Edges: the edges of the contact network

To define the edges of the contact network, the following syntax is used:

edge: targetPID targetActivity sourcePID sourceActivity duration
      [locationID] [edgeTrait] [active] [weight]

Each edge in the contact network has the attributes given in Table 6. Attributes

Table 6 Edge properties in the EpiHiper network format.
Name	Type	Description
targetPID	\(n \in \mathbb{N}_0\)	The PID of the target node
targetActivity	activityTrait	The activity of the target node at time of contact
sourcePID	\(n \in \mathbb{N}_0\)	The PID of the source node
sourceActivity	activityTrait	The activity of the source node at time of contact
duration	\(n \in \mathbb{N}_0\)	Duration of contact in unit number-of-subticks
[locationID]	\(n \in \mathbb{N}_0\)	The location ID where the contact takes place
[edgeTrait]	edgeTrait	A per-network customizable bit-field of edge parameters
[active]	Boolean	A Boolean value specifying if the given edge is active
[weight]	\(0 \le x \in \mathbb{R}\)	A weight given to each edge.

Meta Data

Synopsis

Meta Data: information describing network specifics

To define the meta data of the contact network, the following syntax is used:

: encoding accumulationTime timeResolution numberOfNodes numberOfEdges
  sizeofPID sizeofActivity activityEncoding sizeofEdgeTrait traitEncoding
  hasActiveField hasWeightField hasLocationIDField [annotation]

Table 7 List of meta data attributes
JSON property	Description
encoding	binary or text
accumulationTime	An annotation string specifying the duration of network accumulation (default 24 hours)
timeResolution	The maximal value of the duration field of the network edges; captures the resolution used in the network accumulation per tick.
numberOfNodes	The number of nodes in the network
numberOfEdges	The number of edges in the network
sizeofPID	The size of the PIDs measured in bytes
sizeofActivity	The size of the activities measured in bytes (currently 4)
activityEncoding	JSON trait for encoding of activity type
sizeofEdgeTrait	The size of the edgeTrait measured in bytes (currently 0 or 4)
traitEncoding	JSON trait for encoding of edge features
hasActiveField	Boolean flag stating if active is included as edge field
hasWeightField	Boolean flag stating if weight is included as edge field
hasLocationIDField	Boolean flag stating if a location ID is included as edge field
ann:*	annotation for the network

Encoding

Synopsis

Encoding: EpiHiper supports a binary format and an ASCII format.
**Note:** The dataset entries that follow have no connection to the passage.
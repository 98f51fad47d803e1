//! The `sync:` file-transfer sub-protocol: length-prefixed STAT/LIST/SEND/
//! RECV/DATA/DONE/OKAY/FAIL/DENT/QUIT frames multiplexed over one stream.

use crate::error::AdbError;
use crate::stream::{Stream, StreamEngine};
use crate::transport::Transport;
use byteorder::{ReadBytesExt, WriteBytesExt, LE};
use std::collections::VecDeque;
use std::fs::File;
use std::io::{Read, Write};
use std::path::Path;

const ID_STAT: [u8; 4] = *b"STAT";
const ID_LIST: [u8; 4] = *b"LIST";
const ID_SEND: [u8; 4] = *b"SEND";
const ID_RECV: [u8; 4] = *b"RECV";
const ID_DATA: [u8; 4] = *b"DATA";
const ID_DONE: [u8; 4] = *b"DONE";
const ID_OKAY: [u8; 4] = *b"OKAY";
const ID_FAIL: [u8; 4] = *b"FAIL";
const ID_DENT: [u8; 4] = *b"DENT";
const ID_QUIT: [u8; 4] = *b"QUIT";

/// Upper bound on a `RECV` `DATA` frame's length, per the sync protocol.
/// `SEND`'s own `DATA` frames are chunked at [`crate::packet::MAX_DATA`]
/// instead (see `push`), which is well under this ceiling.
const SYNC_DATA_MAX: usize = 64 * 1024;

#[derive(Clone, Debug, Eq, PartialEq)]
pub struct FileStat {
    pub mode: u32,
    pub size: u32,
    pub mtime: u32,
}

#[derive(Clone, Debug, Eq, PartialEq)]
pub struct DirEntry {
    pub name: String,
    pub mode: u32,
    pub size: u32,
    pub mtime: u32,
}

/// Drives the sync sub-protocol over a single stream, buffering partial
/// frames across `WRTE` boundaries.
pub struct SyncSession<'a, T: Transport> {
    transport: &'a mut T,
    engine: &'a mut StreamEngine,
    stream: Stream,
    buffer: VecDeque<u8>,
}

impl<'a, T: Transport> SyncSession<'a, T> {
    pub fn open(transport: &'a mut T, engine: &'a mut StreamEngine) -> Result<Self, AdbError> {
        let stream = engine.open(transport, "sync:")?;
        Ok(Self {
            transport,
            engine,
            stream,
            buffer: VecDeque::new(),
        })
    }

    fn fill(&mut self) -> Result<(), AdbError> {
        match self.engine.read(self.transport, &self.stream)? {
            Some(chunk) => {
                self.buffer.extend(chunk);
                Ok(())
            }
            None => Err(AdbError::SyncError("stream closed mid-frame".into())),
        }
    }

    fn read_exact_n(&mut self, n: usize) -> Result<Vec<u8>, AdbError> {
        while self.buffer.len() < n {
            self.fill()?;
        }
        Ok(self.buffer.drain(..n).collect())
    }

    fn read_id(&mut self) -> Result<[u8; 4], AdbError> {
        let bytes = self.read_exact_n(4)?;
        Ok([bytes[0], bytes[1], bytes[2], bytes[3]])
    }

    fn read_u32(&mut self) -> Result<u32, AdbError> {
        let bytes = self.read_exact_n(4)?;
        Ok((&bytes[..]).read_u32::<LE>()?)
    }

    fn read_fail(&mut self) -> Result<AdbError, AdbError> {
        let len = self.read_u32()?;
        let message = self.read_exact_n(len as usize)?;
        Ok(AdbError::SyncError(String::from_utf8_lossy(&message).into_owned()))
    }

    /// Sends `id` followed by a little-endian length and `payload`.
    fn send_frame(&mut self, id: [u8; 4], payload: &[u8]) -> Result<(), AdbError> {
        let mut buf = Vec::with_capacity(8 + payload.len());
        buf.extend_from_slice(&id);
        buf.write_u32::<LE>(payload.len() as u32)?;
        buf.extend_from_slice(payload);
        self.engine.write(self.transport, &self.stream, &buf)
    }

    /// Sends `id` followed by a raw 4-byte field that is not a payload
    /// length (used by `DONE`, whose field carries the file's mtime).
    fn send_header(&mut self, id: [u8; 4], arg: u32) -> Result<(), AdbError> {
        let mut buf = Vec::with_capacity(8);
        buf.extend_from_slice(&id);
        buf.write_u32::<LE>(arg)?;
        self.engine.write(self.transport, &self.stream, &buf)
    }

    pub fn stat(&mut self, path: &str) -> Result<FileStat, AdbError> {
        log::debug!("sync: STAT {path}");
        self.send_frame(ID_STAT, path.as_bytes())?;
        match self.read_id()? {
            id if id == ID_STAT => Ok(FileStat {
                mode: self.read_u32()?,
                size: self.read_u32()?,
                mtime: self.read_u32()?,
            }),
            id if id == ID_FAIL => {
                let err = self.read_fail()?;
                log::warn!("sync: STAT {path} failed: {err}");
                Err(err)
            }
            other => Err(AdbError::SyncError(format!("unexpected id {other:?} in STAT reply"))),
        }
    }

    pub fn list(&mut self, path: &str) -> Result<Vec<DirEntry>, AdbError> {
        log::debug!("sync: LIST {path}");
        self.send_frame(ID_LIST, path.as_bytes())?;
        let mut entries = Vec::new();
        loop {
            match self.read_id()? {
                id if id == ID_DENT => {
                    let mode = self.read_u32()?;
                    let size = self.read_u32()?;
                    let mtime = self.read_u32()?;
                    let namelen = self.read_u32()?;
                    let name = self.read_exact_n(namelen as usize)?;
                    entries.push(DirEntry {
                        name: String::from_utf8_lossy(&name).into_owned(),
                        mode,
                        size,
                        mtime,
                    });
                }
                id if id == ID_DONE => {
                    // DONE terminates LIST as a zeroed DENT record: mode,
                    // size, mtime, namelen, no name.
                    self.read_exact_n(16)?;
                    log::debug!("sync: LIST {path} -> {} entries", entries.len());
                    return Ok(entries);
                }
                id if id == ID_FAIL => {
                    let err = self.read_fail()?;
                    log::warn!("sync: LIST {path} failed: {err}");
                    return Err(err);
                }
                other => return Err(AdbError::SyncError(format!("unexpected id {other:?} in LIST reply"))),
            }
        }
    }

    /// Pushes `local` to `remote`, preserving the local file's mode and
    /// modification time.
    pub fn push(&mut self, local: &Path, remote: &str) -> Result<(), AdbError> {
        let mut file = File::open(local)?;
        let metadata = file.metadata()?;
        let mode = unix_mode(&metadata);
        let mtime = mtime_secs(&metadata);

        let spec = format!("{remote},{mode}");
        log::debug!("sync: SEND {} -> {remote} (mode=0o{mode:o})", local.display());
        self.send_frame(ID_SEND, spec.as_bytes())?;

        let mut chunk = vec![0u8; crate::packet::MAX_DATA as usize];
        let mut sent_bytes = 0u64;
        loop {
            let n = file.read(&mut chunk)?;
            if n == 0 {
                break;
            }
            self.send_frame(ID_DATA, &chunk[..n])?;
            sent_bytes += n as u64;
        }
        log::trace!("sync: SEND wrote {sent_bytes} bytes in DATA frames");
        self.send_header(ID_DONE, mtime)?;

        match self.read_id()? {
            id if id == ID_OKAY => Ok(()),
            id if id == ID_FAIL => {
                let err = self.read_fail()?;
                log::warn!("sync: SEND {remote} failed: {err}");
                Err(err)
            }
            other => Err(AdbError::SyncError(format!("unexpected id {other:?} in SEND reply"))),
        }
    }

    /// Pulls `remote` to `local`, writing through a sibling temp file and
    /// renaming into place only once the whole transfer has succeeded.
    pub fn pull(&mut self, remote: &str, local: &Path) -> Result<(), AdbError> {
        log::debug!("sync: RECV {remote} -> {}", local.display());
        self.send_frame(ID_RECV, remote.as_bytes())?;

        let tmp_path = local.with_extension("adbsync.tmp");
        let mut file = File::create(&tmp_path)?;
        let mut received_bytes = 0u64;
        loop {
            match self.read_id()? {
                id if id == ID_DATA => {
                    let len = self.read_u32()? as usize;
                    if len > SYNC_DATA_MAX {
                        return Err(AdbError::SyncError(format!(
                            "RECV DATA frame of {len} bytes exceeds the {SYNC_DATA_MAX}-byte limit"
                        )));
                    }
                    let data = self.read_exact_n(len)?;
                    file.write_all(&data)?;
                    received_bytes += len as u64;
                }
                id if id == ID_DONE => {
                    self.read_u32()?; // unused trailing field
                    log::trace!("sync: RECV read {received_bytes} bytes in DATA frames");
                    break;
                }
                id if id == ID_FAIL => {
                    let err = self.read_fail()?;
                    log::warn!("sync: RECV {remote} failed: {err}");
                    drop(file);
                    let _ = std::fs::remove_file(&tmp_path);
                    return Err(err);
                }
                other => return Err(AdbError::SyncError(format!("unexpected id {other:?} in RECV reply"))),
            }
        }
        file.sync_all()?;
        drop(file);
        std::fs::rename(&tmp_path, local)?;
        Ok(())
    }

    pub fn quit(mut self) -> Result<(), AdbError> {
        log::debug!("sync: QUIT");
        self.send_header(ID_QUIT, 0)?;
        self.engine.close(self.transport, &self.stream)
    }
}

#[cfg(unix)]
fn unix_mode(metadata: &std::fs::Metadata) -> u32 {
    use std::os::unix::fs::PermissionsExt;
    0o100000 | (metadata.permissions().mode() & 0o777)
}

#[cfg(not(unix))]
fn unix_mode(_metadata: &std::fs::Metadata) -> u32 {
    0o100644
}

fn mtime_secs(metadata: &std::fs::Metadata) -> u32 {
    metadata
        .modified()
        .ok()
        .and_then(|t| t.duration_since(std::time::UNIX_EPOCH).ok())
        .map(|d| d.as_secs() as u32)
        .unwrap_or(0)
}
EpiHiper supports a binary format and an ASCII format, both of which have common meta data. This appears as the first line of the file in both formats; it is a standardized JSON network with all newline characters and redundant whitespace characters omitted. Furthermore the second line contains the column headers in both format. Optional attributes ([…]) are omitted when encoding the contact network.

sourcePID,sourceActivity,targetPID,targetActivity,duration
[,locationID][,edgeTrait][,active][,weight]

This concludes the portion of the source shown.